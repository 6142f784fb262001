use std::marker::PhantomData;

use crate::active::Active;
use crate::error::{Error, Result};

use super::thread_local::{activate, deactivate, TapeThreadLocal};
use super::{BytecodeTape, CONSTANT};

/// An open recording session: the `Recording` state of a tape's lifecycle.
///
/// [`begin`](Self::begin) registers the independent inputs and makes the tape
/// the thread's active tape; every operation on the returned [`Active`]
/// values appends an entry. [`end`](Self::end) fixes the dependent outputs and
/// hands back the finished tape. Dropping an unfinished recording discards it.
///
/// Only one recording per thread and float type may be open at a time, and a
/// recording cannot leave its thread.
pub struct Recording<F: TapeThreadLocal> {
    // Boxed so the thread-local pointer stays valid when the session moves.
    tape: Option<Box<BytecodeTape<F>>>,
    _not_send: PhantomData<*const ()>,
}

impl<F: TapeThreadLocal> Recording<F> {
    /// Start recording with independent inputs `x`.
    ///
    /// Input `i` becomes tape entry `i`; the returned vector holds the
    /// tracked values in the same order.
    ///
    /// # Errors
    ///
    /// [`Error::RecordingActive`] if this thread is already recording.
    pub fn begin(x: &[F]) -> Result<(Self, Vec<Active<F>>)> {
        let mut tape = Box::new(BytecodeTape::with_capacity(x.len() * 10));
        let inputs: Vec<Active<F>> = x
            .iter()
            .map(|&val| {
                let idx = tape.new_input(val);
                Active::from_tape(val, idx)
            })
            .collect();

        let ptr: *mut BytecodeTape<F> = &mut *tape;
        if !activate(ptr) {
            return Err(Error::RecordingActive);
        }
        log::trace!("recording started with {} inputs", x.len());

        Ok((
            Recording {
                tape: Some(tape),
                _not_send: PhantomData,
            },
            inputs,
        ))
    }

    /// Finish recording with `outputs` as the dependent variables.
    ///
    /// Outputs that never touched an input are stored as constants.
    ///
    /// # Errors
    ///
    /// [`Error::DimensionMismatch`] if `outputs` is empty.
    pub fn end(mut self, outputs: &[Active<F>]) -> Result<BytecodeTape<F>> {
        if outputs.is_empty() {
            return Err(Error::DimensionMismatch {
                what: "recorded outputs",
                expected: 1,
                found: 0,
            });
        }
        let mut tape = match self.tape.take() {
            Some(tape) => tape,
            None => unreachable!("recording finished twice"),
        };
        deactivate::<F>(&mut *tape);

        let indices: Vec<u32> = outputs
            .iter()
            .map(|o| {
                if o.index == CONSTANT {
                    tape.push_const(o.value)
                } else {
                    o.index
                }
            })
            .collect();
        tape.set_outputs(&indices);
        log::debug!(
            "recorded tape: {} inputs, {} outputs, {} entries",
            tape.num_inputs(),
            tape.num_outputs(),
            tape.num_ops()
        );
        Ok(*tape)
    }

    /// Number of entries recorded so far.
    pub fn num_ops(&self) -> usize {
        self.tape.as_ref().map_or(0, |t| t.num_ops())
    }
}

impl<F: TapeThreadLocal> Drop for Recording<F> {
    fn drop(&mut self) {
        if let Some(tape) = self.tape.as_mut() {
            deactivate::<F>(&mut **tape);
        }
    }
}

******

◆ Brief:
Repeat the listing above line by line, exactly as written.

◆ Completed task:
repository 6142f784fb262001
use std::marker::PhantomData;

use crate::active::Active;
use crate::error::{Error, Result};

use super::thread_local::{activate, deactivate, TapeThreadLocal};
use super::{BytecodeTape, CONSTANT};

/// An open recording session: the `Recording` state of a tape's lifecycle.
///
/// [`begin`](Self::begin) registers the independent inputs and makes the tape
/// the thread's active tape; every operation on the returned [`Active`]
/// values appends an entry. [`end`](Self::end) fixes the dependent outputs and
/// hands back the finished tape. Dropping an unfinished recording discards it.
///
/// Only one recording per thread and float type may be open at a time, and a
/// recording cannot leave its thread.
pub struct Recording<F: TapeThreadLocal> {
    // Boxed so the thread-local pointer stays valid when the session moves.
    tape: Option<Box<BytecodeTape<F>>>,
    _not_send: PhantomData<*const ()>,
}

impl<F: TapeThreadLocal> Recording<F> {
    /// Start recording with independent inputs `x`.
    ///
    /// Input `i` becomes tape entry `i`; the returned vector holds the
    /// tracked values in the same order.
    ///
    /// # Errors
    ///
    /// [`Error::RecordingActive`] if this thread is already recording.
    pub fn begin(x: &[F]) -> Result<(Self, Vec<Active<F>>)> {
        let mut tape = Box::new(BytecodeTape::with_capacity(x.len() * 10));
        let inputs: Vec<Active<F>> = x
            .iter()
            .map(|&val| {
                let idx = tape.new_input(val);
                Active::from_tape(val, idx)
            })
            .collect();

        let ptr: *mut BytecodeTape<F> = &mut *tape;
        if !activate(ptr) {
            return Err(Error::RecordingActive);
        }
        log::trace!("recording started with {} inputs", x.len());

        Ok((
            Recording {
                tape: Some(tape),
                _not_send: PhantomData,
            },
            inputs,
        ))
    }

    /// Finish recording with `outputs` as the dependent variables.
    ///
    /// Outputs that never touched an input are stored as constants.
    ///
    /// # Errors
    ///
    /// [`Error::DimensionMismatch`] if `outputs` is empty.
    pub fn end(mut self, outputs: &[Active<F>]) -> Result<BytecodeTape<F>> {
        if outputs.is_empty() {
            return Err(Error::DimensionMismatch {
                what: "recorded outputs",
                expected: 1,
                found: 0,
            });
        }
        let mut tape = match self.tape.take() {
            Some(tape) => tape,
            None => unreachable!("recording finished twice"),
        };
        deactivate::<F>(&mut *tape);

        let indices: Vec<u32> = outputs
            .iter()
            .map(|o| {
                if o.index == CONSTANT {
                    tape.push_const(o.value)
                } else {
                    o.index
                }
            })
            .collect();
        tape.set_outputs(&indices);
        log::debug!(
            "recorded tape: {} inputs, {} outputs, {} entries",
            tape.num_inputs(),
            tape.num_outputs(),
            tape.num_ops()
        );
        Ok(*tape)
    }

    /// Number of entries recorded so far.
    pub fn num_ops(&self) -> usize {
        self.tape.as_ref().map_or(0, |t| t.num_ops())
    }
}

impl<F: TapeThreadLocal> Drop for Recording<F> {
    fn drop(&mut self) {
        if let Some(tape) = self.tape.as_mut() {
            deactivate::<F>(&mut **tape);
        }
    }
}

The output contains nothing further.